Spesimen kedua ditemukan sebelum Natal 1952 oleh nelayan Komoro Ahamadi Abdallah, dideskripsikan sebagai spesies yang berbeda, pertama sebagai Malania hunter dan kemudian sebagai Malania anjounae, setelah Daniel François Malan, seorang Perdana Menteri Afrika Selatan yang mengirimkan SAAF Douglas C-47 Skytrain atas perintah Profesor Smith untuk mengambil spesimen tersebut. Belakangan diketahui bahwa tidak adanya sirip punggung pertama yang pada awalnya dianggap signifikan, disebabkan karena cedera pada awal kehidupan spesimen tersebut. Malan adalah seorang kreasionis yang gigih, ketika dia pertama kali diperlihatkan ikan primitif itu, dia berseru sambil mengedipkan mata, "Ya ampun, itu jelek. Maksudmu kita pernah terlihat seperti itu?" Spesimen yang diambil oleh Smith dipajang di SAIAB di Grahamstown, Afrika Selatan, tempat dia bekerja.
Spesimen ketiga ditangkap pada bulan September 1953 dan spesimen keempat pada bulan Januari 1954. Masyarakat Komoro kini menyadari pentingnya spesies genting ini, dan telah membuat program untuk mengembalikan coelacanth yang tertangkap secara tidak sengaja ke perairan dalam.

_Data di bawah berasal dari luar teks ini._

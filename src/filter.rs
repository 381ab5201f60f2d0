//! Month and weekday filters over a loaded city dataset.

use chrono::{Datelike, Weekday};
use serde::{Serialize, Serializer};
use std::fmt;
use std::str::FromStr;

use crate::city::City;
use crate::error::SelectionError;
use crate::loader::{CityDataset, Columns};
use crate::trip::TripRecord;

pub const MONTH_NAMES: [&str; 12] = [
    "January",
    "February",
    "March",
    "April",
    "May",
    "June",
    "July",
    "August",
    "September",
    "October",
    "November",
    "December",
];

/// Only the first half of the year is covered by the data files.
pub const FILTERABLE_MONTHS: usize = 6;

pub const WEEKDAYS: [Weekday; 7] = [
    Weekday::Mon,
    Weekday::Tue,
    Weekday::Wed,
    Weekday::Thu,
    Weekday::Fri,
    Weekday::Sat,
    Weekday::Sun,
];

const WEEKDAY_NAMES: [&str; 7] = [
    "Monday",
    "Tuesday",
    "Wednesday",
    "Thursday",
    "Friday",
    "Saturday",
    "Sunday",
];

/// Full name of a 1-based month number.
pub fn month_name(month: u32) -> &'static str {
    MONTH_NAMES[(month.clamp(1, 12) - 1) as usize]
}

pub fn weekday_name(day: Weekday) -> &'static str {
    WEEKDAY_NAMES[day.num_days_from_monday() as usize]
}

/// A month restriction: `All`, or a 1-based month between January and June.
#[derive(Debug, Clone, Copy, Default, PartialEq, Eq)]
pub enum MonthFilter {
    #[default]
    All,
    Only(u32),
}

#[derive(Debug, Clone, Copy, Default, PartialEq, Eq)]
pub enum DayFilter {
    #[default]
    All,
    Only(Weekday),
}

impl MonthFilter {
    pub fn matches(&self, trip: &TripRecord) -> bool {
        match self {
            MonthFilter::All => true,
            MonthFilter::Only(month) => trip.start_time.month() == *month,
        }
    }

    pub fn choices() -> String {
        let mut names = vec!["all".to_string()];
        names.extend(
            MONTH_NAMES[..FILTERABLE_MONTHS]
                .iter()
                .map(|m| m.to_lowercase()),
        );
        names.join(", ")
    }
}

impl DayFilter {
    pub fn matches(&self, trip: &TripRecord) -> bool {
        match self {
            DayFilter::All => true,
            DayFilter::Only(day) => trip.start_time.weekday() == *day,
        }
    }

    pub fn choices() -> String {
        let mut names = vec!["all".to_string()];
        names.extend(WEEKDAY_NAMES.iter().map(|d| d.to_lowercase()));
        names.join(", ")
    }
}

impl FromStr for MonthFilter {
    type Err = SelectionError;

    fn from_str(s: &str) -> Result<Self, Self::Err> {
        let wanted = s.trim();
        if wanted.eq_ignore_ascii_case("all") {
            return Ok(MonthFilter::All);
        }
        MONTH_NAMES[..FILTERABLE_MONTHS]
            .iter()
            .position(|m| m.eq_ignore_ascii_case(wanted))
            .map(|i| MonthFilter::Only(i as u32 + 1))
            .ok_or_else(|| SelectionError::UnknownMonth(wanted.to_string()))
    }
}

impl FromStr for DayFilter {
    type Err = SelectionError;

    fn from_str(s: &str) -> Result<Self, Self::Err> {
        let wanted = s.trim();
        if wanted.eq_ignore_ascii_case("all") {
            return Ok(DayFilter::All);
        }
        WEEKDAY_NAMES
            .iter()
            .position(|d| d.eq_ignore_ascii_case(wanted))
            .map(|i| DayFilter::Only(WEEKDAYS[i]))
            .ok_or_else(|| SelectionError::UnknownDay(wanted.to_string()))
    }
}

impl fmt::Display for MonthFilter {
    fn fmt(&self, f: &mut fmt::Formatter<'_>) -> fmt::Result {
        match self {
            MonthFilter::All => f.write_str("all"),
            MonthFilter::Only(month) => f.write_str(month_name(*month)),
        }
    }
}

impl fmt::Display for DayFilter {
    fn fmt(&self, f: &mut fmt::Formatter<'_>) -> fmt::Result {
        match self {
            DayFilter::All => f.write_str("all"),
            DayFilter::Only(day) => f.write_str(weekday_name(*day)),
        }
    }
}

impl Serialize for MonthFilter {
    fn serialize<S: Serializer>(&self, serializer: S) -> Result<S::Ok, S::Error> {
        serializer.collect_str(self)
    }
}

impl Serialize for DayFilter {
    fn serialize<S: Serializer>(&self, serializer: S) -> Result<S::Ok, S::Error> {
        serializer.collect_str(self)
    }
}

/// Month and day restrictions, combined with AND.
#[derive(Debug, Clone, Copy, Default, PartialEq, Eq, Serialize)]
pub struct TripFilter {
    pub month: MonthFilter,
    pub day: DayFilter,
}

impl TripFilter {
    pub fn new(month: MonthFilter, day: DayFilter) -> Self {
        Self { month, day }
    }

    pub fn matches(&self, trip: &TripRecord) -> bool {
        self.month.matches(trip) && self.day.matches(trip)
    }

    /// Selects the matching trips of `dataset`, keeping file order.
    pub fn apply<'a>(&self, dataset: &'a CityDataset) -> TripView<'a> {
        let rows = dataset
            .trips
            .iter()
            .filter(|trip| self.matches(trip))
            .collect();

        TripView {
            city: dataset.city,
            columns: dataset.columns,
            filter: *self,
            rows,
        }
    }
}

/// Filtered rows of a [`CityDataset`].
#[derive(Debug, Clone)]
pub struct TripView<'a> {
    pub city: City,
    pub columns: Columns,
    pub filter: TripFilter,
    rows: Vec<&'a TripRecord>,
}

impl<'a> TripView<'a> {
    pub fn len(&self) -> usize {
        self.rows.len()
    }

    pub fn is_empty(&self) -> bool {
        self.rows.is_empty()
    }

    pub fn rows(&self) -> &[&'a TripRecord] {
        &self.rows
    }

    pub fn iter(&self) -> impl Iterator<Item = &'a TripRecord> + '_ {
        self.rows.iter().copied()
    }
}

#[cfg(test)]
mod tests {
    use super::*;
    use crate::loader::load_from_reader;

    const TRIPS: &str = "\
Start Time,End Time,Trip Duration,Start Station,End Station,User Type
2017-03-06 08:00:00,2017-03-06 08:10:00,600,A,B,Subscriber
2017-03-07 09:00:00,2017-03-07 09:10:00,600,A,C,Subscriber
2017-03-13 17:30:00,2017-03-13 17:45:00,900,B,C,Customer
2017-04-03 08:00:00,2017-04-03 08:05:00,300,C,A,Subscriber
2017-01-01 12:00:00,2017-01-01 12:30:00,1800,A,B,Customer
";

    fn dataset() -> CityDataset {
        load_from_reader(City::Chicago, TRIPS.as_bytes()).unwrap()
    }

    #[test]
    fn test_parse_month_filter() {
        assert_eq!("all".parse::<MonthFilter>().unwrap(), MonthFilter::All);
        assert_eq!("ALL".parse::<MonthFilter>().unwrap(), MonthFilter::All);
        assert_eq!("March".parse::<MonthFilter>().unwrap(), MonthFilter::Only(3));
        assert_eq!(" june ".parse::<MonthFilter>().unwrap(), MonthFilter::Only(6));
    }

    #[test]
    fn test_parse_month_filter_rejects_second_half_of_year() {
        assert_eq!(
            "july".parse::<MonthFilter>().unwrap_err(),
            SelectionError::UnknownMonth("july".to_string())
        );
        assert!("mar".parse::<MonthFilter>().is_err());
    }

    #[test]
    fn test_parse_day_filter() {
        assert_eq!("all".parse::<DayFilter>().unwrap(), DayFilter::All);
        assert_eq!(
            "Monday".parse::<DayFilter>().unwrap(),
            DayFilter::Only(Weekday::Mon)
        );
        assert_eq!(
            "sunday".parse::<DayFilter>().unwrap(),
            DayFilter::Only(Weekday::Sun)
        );
        assert!("mon".parse::<DayFilter>().is_err());
        assert!("funday".parse::<DayFilter>().is_err());
    }

    #[test]
    fn test_display_round_trips_through_parse() {
        for name in ["all", "january", "june"] {
            let filter: MonthFilter = name.parse().unwrap();
            assert_eq!(filter.to_string().parse::<MonthFilter>().unwrap(), filter);
        }
        assert_eq!(DayFilter::Only(Weekday::Wed).to_string(), "Wednesday");
    }

    #[test]
    fn test_all_all_returns_full_table() {
        let dataset = dataset();
        let view = TripFilter::default().apply(&dataset);
        assert_eq!(view.len(), dataset.len());
    }

    #[test]
    fn test_month_and_day_filter() {
        let dataset = dataset();
        let filter = TripFilter::new(MonthFilter::Only(3), DayFilter::Only(Weekday::Mon));
        let view = filter.apply(&dataset);

        assert_eq!(view.len(), 2);
        for trip in view.iter() {
            assert_eq!(trip.month_name(), "March");
            assert_eq!(trip.day_name(), "Monday");
        }
        assert_eq!(view.rows()[0].start_station, "A");
        assert_eq!(view.rows()[1].start_station, "B");
    }

    #[test]
    fn test_filtered_never_exceeds_unfiltered() {
        let dataset = dataset();
        for month in ["all", "january", "march", "april", "may"] {
            for day in ["all", "monday", "tuesday", "sunday"] {
                let filter = TripFilter::new(month.parse().unwrap(), day.parse().unwrap());
                assert!(filter.apply(&dataset).len() <= dataset.len());
            }
        }
    }

    #[test]
    fn test_filter_with_no_matches_is_empty() {
        let dataset = dataset();
        let view = TripFilter::new(MonthFilter::Only(5), DayFilter::All).apply(&dataset);
        assert!(view.is_empty());
    }

    #[test]
    fn test_filter_serializes_as_names() {
        let filter = TripFilter::new(MonthFilter::Only(2), DayFilter::All);
        let json = serde_json::to_string(&filter).unwrap();
        assert_eq!(json, r#"{"month":"February","day":"all"}"#);
    }
}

Adapun Catatan Smith tentang kisah coelacanth muncul dalam buku Old Fourlegs yang pertama kali diterbitkan pada tahun 1956. Bukunya Sea Fishes of the Indian Ocean yang diilustrasikan dan ditulis bersama oleh istrinya Margaret, tetap menjadi standar referensi iktiologi untuk wilayah tersebut.
Pada tahun 1988, ahli biologi kelautan Hans Fricke menjadi orang pertama yang memotret spesies ini di habitat aslinya 180 meter di lepas pantai barat Pulau Komoro Besar.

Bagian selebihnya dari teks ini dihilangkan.